As a fan of a wide variety of popular (and not-so-popular) music from the 1950s (and sometimes even earlier) up through the present, one of my bucket list projects for years has been to put together a list of my 100 favorite songs of all time. At some point I decided that, once I got around to figuring that out, I could put it out on a blog, for the infinitesimally small proportion of the Internet world that might be interested. So, here we are. While the Top 100 will be a major focus, I also plan to post on a variety of other musical (and occasionally non-musical) topics, in which you may or may not be interested. (If a particular posting doesn’t ring your bell, you’re only a few clicks away from a dancing cat video on YouTube.)

Sunday, May 16, 2021

CDC’s mask guidance spurs confusion and criticism, as well as celebration

https://www.washingtonpost.com/health/2021/05/14/cdc-mask-update-decision-confusion/

 

Key quotes:

 

More than a dozen physicians interviewed Friday expressed concern that the decision was premature, coming only days after regulators cleared a vaccine for 12-to-15-year-olds and while so many are still unprotected. They feared the guidelines could undercut two of the simplest and most effective tools — masks and physical distancing — for stopping the spread of a virus still infecting about 35,000 people in the United States every day.

 

 

“The guidance shifts all the burden onto individuals to be ‘on their honor’ and choose the appropriate actions when deciding whether to wear a mask,” said Lisa Maragakis, an infectious-disease epidemiologist at Johns Hopkins University School of Medicine. “There is no way to know who is vaccinated and who is not in most scenarios.
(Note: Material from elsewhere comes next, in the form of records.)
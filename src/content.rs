//! Content stream operators for generated appearances.
//!
//! Only the operators an appearance stream for variable text needs. See ISO 32000-1:2008,
//! Section 8.2 (graphics state), 9.4 (text objects) and 14.6 (marked content).

use crate::text_string::write_literal;

/// A content stream operation.
#[derive(Debug, Clone, PartialEq)]
pub enum ContentOp {
    /// q
    SaveState,
    /// Q
    RestoreState,
    /// BT
    BeginText,
    /// ET
    EndText,
    /// /Name size Tf
    SetFont(String, f64),
    /// tx ty Td
    MoveText(f64, f64),
    /// (bytes) Tj, with the bytes already in the font's encoding
    ShowText(Vec<u8>),
    /// /Tag BMC
    BeginMarkedContent(String),
    /// EMC
    EndMarkedContent,
    /// Operators copied through verbatim (e.g. a `/DA` string)
    Raw(Vec<u8>),
}

/// Serialize operations, one per line.
pub fn encode_ops(ops: &[ContentOp]) -> Vec<u8> {
    let mut buf = Vec::new();
    for (i, op) in ops.iter().enumerate() {
        if i > 0 {
            buf.push(b'\n');
        }
        write_op(&mut buf, op);
    }
    buf
}

fn write_op(w: &mut Vec<u8>, op: &ContentOp) {
    match op {
        ContentOp::SaveState => w.push(b'q'),
        ContentOp::RestoreState => w.push(b'Q'),
        ContentOp::BeginText => w.extend_from_slice(b"BT"),
        ContentOp::EndText => w.extend_from_slice(b"ET"),
        ContentOp::SetFont(name, size) => {
            w.extend_from_slice(format!("/{} {} Tf", name, format_number(*size)).as_bytes())
        },
        ContentOp::MoveText(tx, ty) => w.extend_from_slice(
            format!("{} {} Td", format_number(*tx), format_number(*ty)).as_bytes(),
        ),
        ContentOp::ShowText(text) => {
            write_literal(w, text);
            w.extend_from_slice(b" Tj");
        },
        ContentOp::BeginMarkedContent(tag) => {
            w.extend_from_slice(format!("/{} BMC", tag).as_bytes())
        },
        ContentOp::EndMarkedContent => w.extend_from_slice(b"EMC"),
        ContentOp::Raw(bytes) => w.extend_from_slice(bytes),
    }
}

/// Format a coordinate with at most three decimals and no trailing zeros.
pub fn format_number(value: f64) -> String {
    let rounded = (value * 1000.0).round() / 1000.0;
    if rounded == rounded.trunc() {
        format!("{}", rounded as i64)
    } else {
        let s = format!("{:.3}", rounded);
        s.trim_end_matches('0').to_string()
    }
}
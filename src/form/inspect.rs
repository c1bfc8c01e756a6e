//! Read-only listing of the fields in a form.
//!
//! Used to discover the fully-qualified names a value map has to use. A node is listed when
//! it is a widget, has no kids, or has only unnamed kids (the widgets of a single field, as
//! with radio button groups).

use super::inherit::InheritedEnvironment;
use super::walker::qualified_name;
use super::{interactive_form, is_widget};
use crate::document::ObjectReader;
use crate::error::{Error, Result};
use crate::flags::FieldFlags;
use crate::object::{Dictionary, Object, ObjectRef};
use crate::text_string::decode_text_string;
use std::collections::HashSet;

/// One fillable field.
#[derive(Debug, Clone, PartialEq)]
pub struct FieldInfo {
    /// Fully-qualified name (the value map key)
    pub name: String,
    /// Effective `/FT`, if any
    pub field_type: Option<String>,
    /// Effective `/Ff`
    pub flags: FieldFlags,
    /// Current `/V`, rendered as text
    pub value: Option<String>,
    /// Identity of the field object; `None` when embedded in its parent
    pub id: Option<ObjectRef>,
    /// Number of widget kids
    pub widgets: usize,
}

/// List every fillable field in document order.
pub fn list_fields<R: ObjectReader>(reader: &R, max_depth: usize) -> Result<Vec<FieldInfo>> {
    let (_, acroform) = interactive_form(reader)?;
    let mut lister = Lister {
        reader,
        max_depth,
        ancestors: HashSet::new(),
        fields: Vec::new(),
    };
    if let Some(fields) = reader.dict_entry(acroform, "Fields")? {
        let fields = fields
            .as_array()
            .ok_or_else(|| Error::type_mismatch("Array", fields.type_name()))?;
        lister.visit_all(fields, &InheritedEnvironment::new(), "", 1)?;
    }
    Ok(lister.fields)
}

struct Lister<'a, R: ObjectReader> {
    reader: &'a R,
    max_depth: usize,
    ancestors: HashSet<ObjectRef>,
    fields: Vec<FieldInfo>,
}

impl<'a, R: ObjectReader> Lister<'a, R> {
    fn visit_all(
        &mut self,
        nodes: &'a [Object],
        env: &InheritedEnvironment,
        prefix: &str,
        depth: usize,
    ) -> Result<()> {
        if depth > self.max_depth {
            return Err(Error::RecursionLimitExceeded(self.max_depth));
        }
        let reader = self.reader;
        for entry in nodes {
            let id = entry.as_reference();
            if let Some(id) = id {
                if !self.ancestors.insert(id) {
                    return Err(Error::CircularReference(id));
                }
            }
            let node = reader.resolve_dict(entry)?;
            self.visit(node, id, env, prefix, depth)?;
            if let Some(id) = id {
                self.ancestors.remove(&id);
            }
        }
        Ok(())
    }

    fn visit(
        &mut self,
        node: &'a Dictionary,
        id: Option<ObjectRef>,
        env: &InheritedEnvironment,
        prefix: &str,
        depth: usize,
    ) -> Result<()> {
        let reader = self.reader;
        let name = qualified_name(reader, node, prefix)?;
        let kids: &[Object] = match reader.dict_entry(node, "Kids")? {
            Some(kids) => kids
                .as_array()
                .ok_or_else(|| Error::type_mismatch("Array", kids.type_name()))?,
            None => &[],
        };

        let widgets_only = kids.iter().try_fold(true, |all, kid| -> Result<bool> {
            Ok(all && !reader.resolve_dict(kid)?.contains_key("T"))
        })?;

        if is_widget(node) || kids.is_empty() || widgets_only {
            let field_type = env.effective(reader, node, "FT")?;
            let ff = env.effective(reader, node, "Ff")?;
            self.fields.push(FieldInfo {
                name,
                field_type: match field_type.to_text() {
                    t if t.is_empty() => None,
                    t => Some(t),
                },
                flags: FieldFlags::from_ff(ff.to_integer()),
                value: reader.dict_entry(node, "V")?.and_then(render_value),
                id,
                widgets: kids.len(),
            });
            return Ok(());
        }

        let child_env = env.extend(reader, node)?;
        self.visit_all(kids, &child_env, &format!("{}.", name), depth + 1)
    }
}

fn render_value(obj: &Object) -> Option<String> {
    match obj {
        Object::Name(n) => Some(n.clone()),
        Object::String(bytes) => Some(decode_text_string(bytes)),
        Object::Integer(i) => Some(i.to_string()),
        Object::Real(r) => Some(r.to_string()),
        Object::Boolean(b) => Some(b.to_string()),
        Object::Array(items) => Some(
            items
                .iter()
                .filter_map(render_value)
                .collect::<Vec<_>>()
                .join(", "),
        ),
        _ => None,
    }
}
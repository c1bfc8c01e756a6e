//! Field values.
//!
//! [`Value`] is what callers hand in for each fully-qualified field name, and what the
//! inherited environment carries down the field tree. Every conversion is total: a value of
//! the "wrong" kind converts to a defined fallback instead of failing.

use crate::object::Object;
use crate::text_string::decode_text_string;
use serde::Deserialize;
use std::collections::HashMap;

/// Caller-supplied values keyed by fully-qualified field name (`"Address.Line1"`).
pub type FieldValues = HashMap<String, Value>;

/// A field value.
#[derive(Debug, Clone, PartialEq, Default, Deserialize)]
#[serde(from = "RawValue")]
pub enum Value {
    /// No value
    #[default]
    None,
    /// Explicitly switched off (buttons write their `/Off` state)
    Off,
    /// Integer value
    Integer(i64),
    /// Real value
    Real(f64),
    /// Boolean value
    Boolean(bool),
    /// Text value
    String(String),
    /// Ordered selection of strings (multi-select choice fields)
    List(Vec<String>),
    /// Existing array contents taken from the document (e.g. an inherited `/Opt`)
    Array(Vec<Object>),
}

impl Value {
    /// Short type tag, used in trace output.
    pub fn kind(&self) -> &'static str {
        match self {
            Value::None => "none",
            Value::Off => "off",
            Value::Integer(_) => "int",
            Value::Real(_) => "real",
            Value::Boolean(_) => "bool",
            Value::String(_) => "string",
            Value::List(_) => "list",
            Value::Array(_) => "array",
        }
    }

    /// Whether this is `None` or `Off`.
    pub fn is_off(&self) -> bool {
        matches!(self, Value::None | Value::Off)
    }

    /// Convert to an integer. Strings parse like C `strtoll` with base 0.
    pub fn to_integer(&self) -> i64 {
        match self {
            Value::None | Value::Off | Value::List(_) | Value::Array(_) => 0,
            Value::Integer(i) => *i,
            Value::Real(r) => *r as i64,
            Value::Boolean(b) => i64::from(*b),
            Value::String(s) => parse_integer_prefix(s),
        }
    }

    /// Convert to a real number. Strings parse their longest numeric prefix.
    pub fn to_real(&self) -> f64 {
        match self {
            Value::None | Value::Off | Value::List(_) | Value::Array(_) => 0.0,
            Value::Integer(i) => *i as f64,
            Value::Real(r) => *r,
            Value::Boolean(b) => f64::from(u8::from(*b)),
            Value::String(s) => parse_real_prefix(s),
        }
    }

    /// Convert to a boolean.
    pub fn to_bool(&self) -> bool {
        match self {
            Value::None | Value::Off => false,
            Value::Integer(i) => *i != 0,
            Value::Real(r) => *r != 0.0,
            Value::Boolean(b) => *b,
            Value::String(s) => !s.is_empty(),
            Value::List(_) | Value::Array(_) => true,
        }
    }

    /// Convert to text. Lists and arrays have no single text form and yield `""`.
    pub fn to_text(&self) -> String {
        match self {
            Value::None | Value::Off | Value::List(_) | Value::Array(_) => String::new(),
            Value::Integer(i) => i.to_string(),
            Value::Real(r) => r.to_string(),
            Value::Boolean(b) => b.to_string(),
            Value::String(s) => s.clone(),
        }
    }

    /// Read an inheritable attribute off a field dictionary.
    ///
    /// Names and strings become `String`, numbers and booleans keep their kind, arrays are
    /// carried as the original objects. Anything else has no value.
    pub fn from_object(obj: &Object) -> Value {
        match obj {
            Object::Name(n) => Value::String(n.clone()),
            Object::String(bytes) => Value::String(decode_text_string(bytes)),
            Object::Integer(i) => Value::Integer(*i),
            Object::Real(r) => Value::Real(*r),
            Object::Boolean(b) => Value::Boolean(*b),
            Object::Array(items) => Value::Array(items.clone()),
            _ => Value::None,
        }
    }
}

impl From<&str> for Value {
    fn from(s: &str) -> Self {
        Value::String(s.to_string())
    }
}

impl From<String> for Value {
    fn from(s: String) -> Self {
        Value::String(s)
    }
}

impl From<bool> for Value {
    fn from(b: bool) -> Self {
        Value::Boolean(b)
    }
}

impl From<i64> for Value {
    fn from(i: i64) -> Self {
        Value::Integer(i)
    }
}

impl From<f64> for Value {
    fn from(r: f64) -> Self {
        Value::Real(r)
    }
}

impl From<Vec<String>> for Value {
    fn from(items: Vec<String>) -> Self {
        Value::List(items)
    }
}

impl From<Vec<&str>> for Value {
    fn from(items: Vec<&str>) -> Self {
        Value::List(items.into_iter().map(str::to_string).collect())
    }
}

/// JSON shape accepted for a value: null, bool, number, string or array of strings.
#[derive(Deserialize)]
#[serde(untagged)]
enum RawValue {
    Boolean(bool),
    Integer(i64),
    Real(f64),
    String(String),
    List(Vec<String>),
    Null(()),
}

impl From<RawValue> for Value {
    fn from(raw: RawValue) -> Self {
        match raw {
            RawValue::Boolean(b) => Value::Boolean(b),
            RawValue::Integer(i) => Value::Integer(i),
            RawValue::Real(r) => Value::Real(r),
            RawValue::String(s) => Value::String(s),
            RawValue::List(items) => Value::List(items),
            RawValue::Null(()) => Value::None,
        }
    }
}

fn parse_integer_prefix(s: &str) -> i64 {
    let s = s.trim_start();
    let (negative, rest) = match s.as_bytes().first() {
        Some(b'-') => (true, &s[1..]),
        Some(b'+') => (false, &s[1..]),
        _ => (false, s),
    };

    let (radix, digits) = if rest.starts_with("0x") || rest.starts_with("0X") {
        (16, &rest[2..])
    } else if rest.len() > 1 && rest.starts_with('0') {
        (8, &rest[1..])
    } else {
        (10, rest)
    };

    let end = digits
        .char_indices()
        .find(|(_, c)| !c.is_digit(radix))
        .map(|(i, _)| i)
        .unwrap_or(digits.len());

    if end == 0 {
        return 0;
    }
    // Out-of-range input saturates.
    let magnitude = i128::from_str_radix(&digits[..end], radix).unwrap_or(i128::MAX);
    let signed = if negative { -magnitude } else { magnitude };
    signed.clamp(i128::from(i64::MIN), i128::from(i64::MAX)) as i64
}

fn parse_real_prefix(s: &str) -> f64 {
    let s = s.trim_start();
    let candidate_len = s
        .char_indices()
        .find(|(_, c)| !(c.is_ascii_digit() || matches!(c, '+' | '-' | '.' | 'e' | 'E')))
        .map(|(i, _)| i)
        .unwrap_or(s.len());

    (1..=candidate_len)
        .rev()
        .find_map(|len| s[..len].parse::<f64>().ok())
        .unwrap_or(0.0)
}
//! Fill configuration.

use crate::layout::{StandardFontLayout, TextLayout};
use std::sync::Arc;

/// Default bound on field tree depth.
///
/// ISO 32000-1:2008 Annex C does not bound field hierarchies; real forms rarely go past a
/// handful of levels.
pub const DEFAULT_MAX_DEPTH: usize = 64;

/// Options controlling a form fill.
///
/// # Example
///
/// ```
/// use pdf_form_fill::config::FillOptions;
/// use pdf_form_fill::layout::StandardFontLayout;
///
/// // Naive placement, quiet logging (default)
/// let plain = FillOptions::default();
///
/// // Measured Helvetica text with per-field logging
/// let traced = FillOptions::with_standard_font(StandardFontLayout::helvetica(10.0))
///     .with_trace(true);
/// ```
#[derive(Debug, Clone)]
pub struct FillOptions {
    /// Log every per-field decision at info level instead of debug
    pub trace: bool,

    /// Maximum field tree depth before the fill is aborted
    pub max_depth: usize,

    /// Text measurement for appearance regeneration
    ///
    /// When absent, appearances show the `/DA` string verbatim with a single `Tj` and no
    /// positioning.
    pub text_layout: Option<Arc<dyn TextLayout>>,
}

impl Default for FillOptions {
    fn default() -> Self {
        Self {
            trace: false,
            max_depth: DEFAULT_MAX_DEPTH,
            text_layout: None,
        }
    }
}

impl FillOptions {
    /// Measured text using one of the standard fonts.
    pub fn with_standard_font(layout: StandardFontLayout) -> Self {
        Self {
            text_layout: Some(Arc::new(layout)),
            ..Self::default()
        }
    }

    /// Set the trace flag.
    pub fn with_trace(mut self, trace: bool) -> Self {
        self.trace = trace;
        self
    }

    /// Set the maximum tree depth.
    pub fn with_max_depth(mut self, max_depth: usize) -> Self {
        self.max_depth = max_depth;
        self
    }

    /// Set a custom text layout.
    pub fn with_text_layout(mut self, layout: Arc<dyn TextLayout>) -> Self {
        self.text_layout = Some(layout);
        self
    }

    /// Log level for per-field decisions.
    pub(crate) fn field_log_level(&self) -> log::Level {
        if self.trace {
            log::Level::Info
        } else {
            log::Level::Debug
        }
    }
}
The likely result is that almost no one will wear a mask.”

 

The risk for people who have not yet been vaccinated, including millions of adolescents and children, “is going to dramatically increase as the rest of the population abruptly drops masking,” Maragakis added.

 

 

[S]ome of the lowest immunization rates in the country are in communities without mask mandates, calling into question the effectiveness of the change in federal guidance as an incentive for the unvaccinated.

 

 

On Twitter and other social media, teachers, parents of children under 12, people with immune-system problems and other vulnerable groups expressed frustration that the guidance might leave them with less — not more — freedom. That’s because the CDC’s announcement did not suggest any way to distinguish the vaccinated from the unvaccinated.

 

“I feel like everyone just forgot about all the unvaccinated little kids and their parents,” one parent tweeted.

 

Another quipped: “CDC Guideline: Don’t have a kid under 12.”

 

 

“The CDC, which is supposed to be our steady force based upon science, is lurching from extreme overcaution to abandoning all caution,” said Lawrence O. Gostin, a health law professor at Georgetown University Law Center. “And this all happened in a matter of weeks when the science really hasn’t changed.”

 

Gostin also cast doubt on the notion that the move would spur more people to get vaccinated.

 

“There’s zero behavioral evidence that a move like this would encourage people to be vaccinated,” he said. “It’s much more likely to encourage people to take their mask off.”